WORK TO COMPLETE: Gather each line containing the string "HashSet" from these entries.

STUDY MATERIAL:
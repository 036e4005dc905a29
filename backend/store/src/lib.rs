//! # Item Store
//!
//! Flat JSON file holding the whole catalog.
//!
//! ## Requirements
//!
//! - Small dataset, read whole on every request
//! - No indexing, no caching
//! - Writes rewrite the entire file
//!
//! ## Notes
//!
//! - There is no locking. Two concurrent appends both read the same snapshot
//!   and the later write wins, dropping the other item. Accepted for a
//!   single-writer catalog.
//! - A missing file reads as an empty catalog so a fresh checkout can start
//!   without seeding.
use std::{
    io::ErrorKind,
    path::{Path, PathBuf},
};

use chrono::Utc;
use thiserror::Error;
use tokio::fs;
use tracing::{debug, info};

pub mod models;

use models::{Item, NewItem};

#[derive(Error, Debug)]
pub enum StoreError {
    #[error("Failed to access {path}: {source}")]
    Io {
        path: PathBuf,
        #[source]
        source: std::io::Error,
    },

    #[error("Failed to parse {path}: {source}")]
    Parse {
        path: PathBuf,
        #[source]
        source: serde_json::Error,
    },

    #[error("No id left after {0}")]
    IdsExhausted(i64),
}

#[derive(Debug, Clone)]
pub struct ItemStore {
    path: PathBuf,
}

impl ItemStore {
    pub fn new(path: impl Into<PathBuf>) -> Self {
        Self { path: path.into() }
    }

    pub fn path(&self) -> &Path {
        &self.path
    }

    pub async fn read_all(&self) -> Result<Vec<Item>, StoreError> {
        let bytes = match fs::read(&self.path).await {
            Ok(bytes) => bytes,
            Err(e) if e.kind() == ErrorKind::NotFound => {
                debug!("{} missing, treating as empty", self.path.display());
                return Ok(Vec::new());
            }
            Err(source) => return Err(self.io_error(source)),
        };

        serde_json::from_slice(&bytes).map_err(|source| StoreError::Parse {
            path: self.path.clone(),
            source,
        })
    }

    pub async fn write_all(&self, items: &[Item]) -> Result<(), StoreError> {
        let json = serde_json::to_vec_pretty(items).map_err(|source| StoreError::Parse {
            path: self.path.clone(),
            source,
        })?;

        if let Some(parent) = self.path.parent().filter(|p| !p.as_os_str().is_empty()) {
            fs::create_dir_all(parent)
                .await
                .map_err(|source| self.io_error(source))?;
        }

        fs::write(&self.path, json)
            .await
            .map_err(|source| self.io_error(source))
    }

    /// Read, push, rewrite. Existing entries are written back untouched.
    pub async fn append(&self, new_item: NewItem) -> Result<Item, StoreError> {
        let mut items = self.read_all().await?;

        let item = new_item.into_item(next_id(&items, Utc::now().timestamp_millis())?);
        items.push(item.clone());

        self.write_all(&items).await?;
        info!("Stored item {} ({} total)", item.id, items.len());

        Ok(item)
    }

    fn io_error(&self, source: std::io::Error) -> StoreError {
        StoreError::Io {
            path: self.path.clone(),
            source,
        }
    }
}

/// Timestamp id, bumped past the largest existing id when the clock has not
/// moved beyond it.
pub fn next_id(existing: &[Item], now_ms: i64) -> Result<i64, StoreError> {
    match existing.iter().map(|item| item.id).max() {
        Some(max) if max >= now_ms => max.checked_add(1).ok_or(StoreError::IdsExhausted(max)),
        _ => Ok(now_ms),
    }
}
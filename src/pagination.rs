//! Which page buttons to draw under the list.
//!
//! Always the first and last page, plus a window of `visible` pages centered
//! on the current one. Gaps become [`PageMarker::Ellipsis`].
use store::models::PageResult;

#[derive(Debug, Clone, Copy, PartialEq, Eq)]
pub enum PageMarker {
    Page(usize),
    Ellipsis,
}

pub fn total_pages(total: usize, limit: usize) -> usize {
    if limit == 0 { 0 } else { total.div_ceil(limit) }
}

/// Window size for a viewport `width` wide.
pub fn visible_count(width: u16) -> usize {
    match width {
        0..480 => 3,
        480..768 => 5,
        _ => 7,
    }
}

pub fn page_markers(total_pages: usize, current: usize, visible: usize) -> Vec<PageMarker> {
    let visible = visible.max(1);

    if total_pages <= visible + 2 {
        return (1..=total_pages).map(PageMarker::Page).collect();
    }

    let current = current.clamp(1, total_pages);

    // window stays inside [2, total_pages - 1]
    let start = current
        .saturating_sub(visible / 2)
        .max(2)
        .min(total_pages - visible);
    let end = start + visible - 1;

    let mut markers = Vec::with_capacity(visible + 4);
    markers.push(PageMarker::Page(1));

    if start > 2 {
        markers.push(PageMarker::Ellipsis);
    }

    markers.extend((start..=end).map(PageMarker::Page));

    if end < total_pages - 1 {
        markers.push(PageMarker::Ellipsis);
    }

    markers.push(PageMarker::Page(total_pages));
    markers
}

#[derive(Debug, Clone, PartialEq)]
pub struct Pagination {
    pub current: usize,
    pub total_pages: usize,
    pub markers: Vec<PageMarker>,
    pub prev: Option<usize>,
    pub next: Option<usize>,
}

impl Pagination {
    pub fn new(page: &PageResult, width: u16) -> Self {
        let total_pages = total_pages(page.total, page.limit);
        let current = page.page;

        Self {
            current,
            total_pages,
            markers: page_markers(total_pages, current, visible_count(width)),
            prev: (current > 1 && total_pages > 0).then(|| (current - 1).min(total_pages)),
            next: (current < total_pages).then(|| current + 1),
        }
    }
}
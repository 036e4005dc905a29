use serde::Deserialize;
use store::models::NewItem;

/// Accepted import shapes: a bare array, or an object wrapping it under `items`.
#[derive(Deserialize)]
#[serde(untagged)]
pub enum ImportSource {
    List(Vec<NewItem>),
    Wrapped { items: Vec<NewItem> },
}

impl ImportSource {
    pub fn into_items(self) -> Vec<NewItem> {
        match self {
            ImportSource::List(items) | ImportSource::Wrapped { items } => items,
        }
    }
}

#[derive(Debug, Default, PartialEq)]
pub struct ImportSummary {
    pub imported: usize,
    pub duplicates: usize,
    pub invalid: usize,
    pub total: usize,
}
//! # Item Import
//!
//! Merges items from an external JSON feed into the catalog store.
//!
//! ## Source
//! - Local path or `http(s)` URL
//! - Either a bare array of `{ name, category, price, img? }` or `{ "items": [...] }`
//!
//! ## Merge Rules
//! 1. Names and categories are cleaned: control characters dropped, whitespace collapsed, trimmed.
//!
//! 2. Records left with a blank name or category, or a negative price, are counted as invalid and skipped.
//!
//! 3. A name already in the store, or earlier in the same feed, compared case-insensitively, is a duplicate and skipped.
//!
//! 4. New records get timestamp ids from the same allocator the API uses, so ids stay unique and increasing.
//!
//! 5. The store is rewritten once at the end. Existing entries are untouched.
//!
//! ## Notes
//! - Run it while the API is idle. The store has no lock and a POST landing mid-import is lost.
use std::collections::HashSet;

use anyhow::{Context, Result};
use chrono::Utc;
use indicatif::{ProgressBar, ProgressStyle};
use store::{ItemStore, next_id};
use tracing::{debug, info};

pub mod models;
pub mod utils;

use models::{ImportSource, ImportSummary};
use utils::{is_remote, name_key, sanitize_item};

pub async fn import_items(source: &str, store: &ItemStore, dry_run: bool) -> Result<ImportSummary> {
    let incoming = fetch_source(source).await?;
    let mut items = store.read_all().await?;

    println!("Loaded Items: {}", items.len());
    println!("Incoming Records: {}\n", incoming.len());

    let mut known: HashSet<String> = items.iter().map(|item| name_key(&item.name)).collect();
    let mut summary = ImportSummary::default();

    let pb = ProgressBar::new(incoming.len() as u64);
    pb.set_style(
        ProgressStyle::with_template(
            "{spinner:.green} [{elapsed_precise}] [{bar:40.cyan/blue}] {pos}/{len} {msg}",
        )?
        .progress_chars("=> "),
    );

    for record in incoming {
        pb.inc(1);

        let Some(new_item) = sanitize_item(record) else {
            summary.invalid += 1;
            continue;
        };

        if !known.insert(name_key(&new_item.name)) {
            debug!("Skipping duplicate {}", new_item.name);
            summary.duplicates += 1;
            continue;
        }

        pb.set_message(new_item.name.clone());

        #[cfg(feature = "verbose")]
        println!("New item! {}", new_item.name);

        let id = next_id(&items, Utc::now().timestamp_millis())?;
        items.push(new_item.into_item(id));
        summary.imported += 1;
    }

    pb.finish_with_message("Done");
    summary.total = items.len();

    if summary.imported == 0 {
        println!("No new items found. Exiting.");
    } else if dry_run {
        println!("Dry run, {} not written", store.path().display());
    } else {
        store.write_all(&items).await?;
        info!("Wrote {} items to {}", items.len(), store.path().display());
    }

    Ok(summary)
}

async fn fetch_source(source: &str) -> Result<Vec<store::models::NewItem>> {
    let text = if is_remote(source) {
        reqwest::get(source)
            .await
            .with_context(|| format!("Failed to fetch {source}"))?
            .error_for_status()?
            .text()
            .await?
    } else {
        tokio::fs::read_to_string(source)
            .await
            .with_context(|| format!("Failed to read {source}"))?
    };

    let parsed: ImportSource =
        serde_json::from_str(&text).with_context(|| format!("Unrecognized import format in {source}"))?;

    Ok(parsed.into_items())
}
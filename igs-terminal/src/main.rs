/// IGS Terminal Demo - 2D and 3D objects through one window
///
/// Controls:
///   - Arrows: Pan the window
///   - +/-: Zoom
///   - Q/E: Rotate the window
///   - I/K, J/L, U/O: Rotate the camera about X, Y, Z
///   - W/S, A/D, R/F: Move the camera
///   - C: Switch line clipping algorithm
///   - P: Switch parallel/perspective projection
///   - ESC: Quit

use igs_core::{cube_edges, Geometry, Polygon, Scene, Segment2};
use igs_terminal::{logger, TerminalApp};
use log::LevelFilter;
use nalgebra::{Point2, Point3};
use std::io;

fn demo_scene() -> igs_core::Result<Scene> {
    let mut scene = Scene::new();

    scene.add_object("center", Geometry::Point(Point2::new(960.0, 540.0)))?;
    scene.add_object(
        "diagonal",
        Geometry::Line(Segment2::from_coords(-200.0, -100.0, 2100.0, 1200.0)),
    )?;
    scene.add_object(
        "triangle",
        Geometry::Wireframe(Polygon::new(vec![
            Point2::new(200.0, 150.0),
            Point2::new(700.0, 200.0),
            Point2::new(450.0, 600.0),
        ])),
    )?;
    scene.add_object(
        "wave",
        Geometry::Curve(
            (0..=40)
                .map(|i| {
                    let x = 1100.0 + i as f64 * 25.0;
                    Point2::new(x, 250.0 + 120.0 * (i as f64 / 4.0).sin())
                })
                .collect(),
        ),
    )?;
    scene.add_object(
        "cube",
        Geometry::Object3D(cube_edges(Point3::new(0.0, 0.0, -300.0), 300.0)),
    )?;

    Ok(scene)
}

fn main() -> io::Result<()> {
    let level = std::env::var("IGS_LOG")
        .ok()
        .and_then(|value| value.parse().ok())
        .unwrap_or(LevelFilter::Info);
    if let Err(err) = logger::init(level) {
        eprintln!("Logger unavailable: {}", err);
    }

    let scene = demo_scene().map_err(|e| io::Error::new(io::ErrorKind::InvalidInput, e.to_string()))?;

    println!("Starting IGS terminal viewer (press ESC to quit)...");
    std::thread::sleep(std::time::Duration::from_secs(1));

    let mut app = TerminalApp::new(scene)?;
    app.run()?;

    Ok(())
}
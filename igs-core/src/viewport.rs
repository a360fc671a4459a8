/// Display space to device pixels
use nalgebra::Point2;

use crate::geometry::Segment2;

/// Fraction of the device area the window is mapped onto
pub const WINDOW_TO_VIEWPORT_RATIO: f64 = 0.95;

/// A device surface of `width × height` pixels with a y-down origin.
///
/// Display coordinates in `[0, 1]²` are shrunk by `ratio` around the center
/// so the clip border stays visible.
#[derive(Debug, Clone, Copy, PartialEq)]
pub struct Viewport {
    pub width: f64,
    pub height: f64,
    pub ratio: f64,
}

impl Viewport {
    pub fn new(width: f64, height: f64) -> Self {
        Self {
            width,
            height,
            ratio: WINDOW_TO_VIEWPORT_RATIO,
        }
    }

    pub fn resize(&mut self, width: f64, height: f64) {
        self.width = width;
        self.height = height;
    }

    pub fn to_screen(&self, point: &Point2<f64>) -> Point2<f64> {
        let offset = (1.0 - self.ratio) / 2.0;
        Point2::new(
            (offset + point.x * self.ratio) * self.width,
            (1.0 - (offset + point.y * self.ratio)) * self.height,
        )
    }

    pub fn segment_to_screen(&self, segment: &Segment2) -> Segment2 {
        Segment2::new(self.to_screen(&segment.start), self.to_screen(&segment.end))
    }
}

impl Default for Viewport {
    fn default() -> Self {
        Self::new(800.0, 600.0)
    }
}
/// Geometry primitives for the viewing pipeline
use std::fmt;
use std::str::FromStr;

use nalgebra::{Point2, Point3};

use crate::error::Error;

/// A 2D line segment
#[derive(Debug, Clone, Copy, PartialEq)]
pub struct Segment2 {
    pub start: Point2<f64>,
    pub end: Point2<f64>,
}

impl Segment2 {
    pub fn new(start: Point2<f64>, end: Point2<f64>) -> Self {
        Self { start, end }
    }

    pub fn from_coords(x1: f64, y1: f64, x2: f64, y2: f64) -> Self {
        Self::new(Point2::new(x1, y1), Point2::new(x2, y2))
    }

    pub fn is_finite(&self) -> bool {
        is_finite2(&self.start) && is_finite2(&self.end)
    }
}

/// A 3D line segment, the unit of wireframe rendering
#[derive(Debug, Clone, Copy, PartialEq)]
pub struct Segment3 {
    pub start: Point3<f64>,
    pub end: Point3<f64>,
}

impl Segment3 {
    pub fn new(start: Point3<f64>, end: Point3<f64>) -> Self {
        Self { start, end }
    }
}

/// An implicitly closed polygon: the last vertex connects back to the first.
#[derive(Debug, Clone, Default, PartialEq)]
pub struct Polygon {
    pub vertices: Vec<Point2<f64>>,
}

impl Polygon {
    pub fn new(vertices: Vec<Point2<f64>>) -> Self {
        Self { vertices }
    }

    pub fn empty() -> Self {
        Self::default()
    }

    pub fn len(&self) -> usize {
        self.vertices.len()
    }

    pub fn is_empty(&self) -> bool {
        self.vertices.is_empty()
    }

    /// Iterate over the closing edges `(v[i], v[i + 1 mod n])`
    pub fn edges(&self) -> impl Iterator<Item = Segment2> + '_ {
        let n = self.vertices.len();
        (0..n).map(move |i| Segment2::new(self.vertices[i], self.vertices[(i + 1) % n]))
    }
}

impl From<Vec<Point2<f64>>> for Polygon {
    fn from(vertices: Vec<Point2<f64>>) -> Self {
        Self::new(vertices)
    }
}

impl FromIterator<Point2<f64>> for Polygon {
    fn from_iter<I: IntoIterator<Item = Point2<f64>>>(iter: I) -> Self {
        Self::new(iter.into_iter().collect())
    }
}

/// The closed set of drawable object kinds
#[derive(Debug, Clone, Copy, PartialEq, Eq, Hash)]
pub enum ObjectKind {
    Point,
    Line,
    Wireframe,
    Curve,
    Surface,
    Object3D,
}

impl ObjectKind {
    pub const ALL: [ObjectKind; 6] = [
        ObjectKind::Point,
        ObjectKind::Line,
        ObjectKind::Wireframe,
        ObjectKind::Curve,
        ObjectKind::Surface,
        ObjectKind::Object3D,
    ];

    pub fn label(self) -> &'static str {
        match self {
            ObjectKind::Point => "Point",
            ObjectKind::Line => "Line",
            ObjectKind::Wireframe => "Wireframe",
            ObjectKind::Curve => "Curve",
            ObjectKind::Surface => "Surface",
            ObjectKind::Object3D => "3DObject",
        }
    }

    /// Surfaces and 3D objects go through the projection path.
    pub fn is_3d(self) -> bool {
        matches!(self, ObjectKind::Surface | ObjectKind::Object3D)
    }
}

impl fmt::Display for ObjectKind {
    fn fmt(&self, f: &mut fmt::Formatter<'_>) -> fmt::Result {
        f.write_str(self.label())
    }
}

impl FromStr for ObjectKind {
    type Err = Error;

    fn from_str(s: &str) -> Result<Self, Self::Err> {
        ObjectKind::ALL
            .into_iter()
            .find(|kind| kind.label().eq_ignore_ascii_case(s))
            .or_else(|| s.eq_ignore_ascii_case("object3d").then_some(ObjectKind::Object3D))
            .ok_or_else(|| Error::UnknownObjectKind(s.to_string()))
    }
}

/// World-space geometry of a scene object
#[derive(Debug, Clone, PartialEq)]
pub enum Geometry {
    Point(Point2<f64>),
    Line(Segment2),
    Wireframe(Polygon),
    /// An already tessellated curve, clipped like a wireframe
    Curve(Polygon),
    /// An already tessellated surface mesh
    Surface(Vec<Segment3>),
    Object3D(Vec<Segment3>),
}

impl Geometry {
    pub fn kind(&self) -> ObjectKind {
        match self {
            Geometry::Point(_) => ObjectKind::Point,
            Geometry::Line(_) => ObjectKind::Line,
            Geometry::Wireframe(_) => ObjectKind::Wireframe,
            Geometry::Curve(_) => ObjectKind::Curve,
            Geometry::Surface(_) => ObjectKind::Surface,
            Geometry::Object3D(_) => ObjectKind::Object3D,
        }
    }

    /// Flat vertex list of a 2D geometry; empty for 3D kinds
    pub fn vertices_2d(&self) -> Vec<Point2<f64>> {
        match self {
            Geometry::Point(p) => vec![*p],
            Geometry::Line(segment) => vec![segment.start, segment.end],
            Geometry::Wireframe(polygon) | Geometry::Curve(polygon) => polygon.vertices.clone(),
            Geometry::Surface(_) | Geometry::Object3D(_) => Vec::new(),
        }
    }

    /// Segment list of a 3D geometry; empty for 2D kinds
    pub fn segments_3d(&self) -> &[Segment3] {
        match self {
            Geometry::Surface(segments) | Geometry::Object3D(segments) => segments,
            _ => &[],
        }
    }
}

pub(crate) fn is_finite2(p: &Point2<f64>) -> bool {
    p.x.is_finite() && p.y.is_finite()
}

/// Create the 12 edges of an axis-aligned cube centred on `center`
pub fn cube_edges(center: Point3<f64>, size: f64) -> Vec<Segment3> {
    let half = size / 2.0;
    let corner = |x: f64, y: f64, z: f64| {
        Point3::new(center.x + x * half, center.y + y * half, center.z + z * half)
    };

    let bottom = [
        corner(-1.0, -1.0, -1.0),
        corner(1.0, -1.0, -1.0),
        corner(1.0, -1.0, 1.0),
        corner(-1.0, -1.0, 1.0),
    ];
    let top = [
        corner(-1.0, 1.0, -1.0),
        corner(1.0, 1.0, -1.0),
        corner(1.0, 1.0, 1.0),
        corner(-1.0, 1.0, 1.0),
    ];

    let mut edges = Vec::with_capacity(12);
    for i in 0..4 {
        let j = (i + 1) % 4;
        edges.push(Segment3::new(bottom[i], bottom[j]));
        edges.push(Segment3::new(top[i], top[j]));
        edges.push(Segment3::new(bottom[i], top[i]));
    }
    edges
}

WRITTEN REPLY:
use std::collections::HashSet;
    let mut known: HashSet<String> = items.iter().map(|item| name_key(&item.name)).collect();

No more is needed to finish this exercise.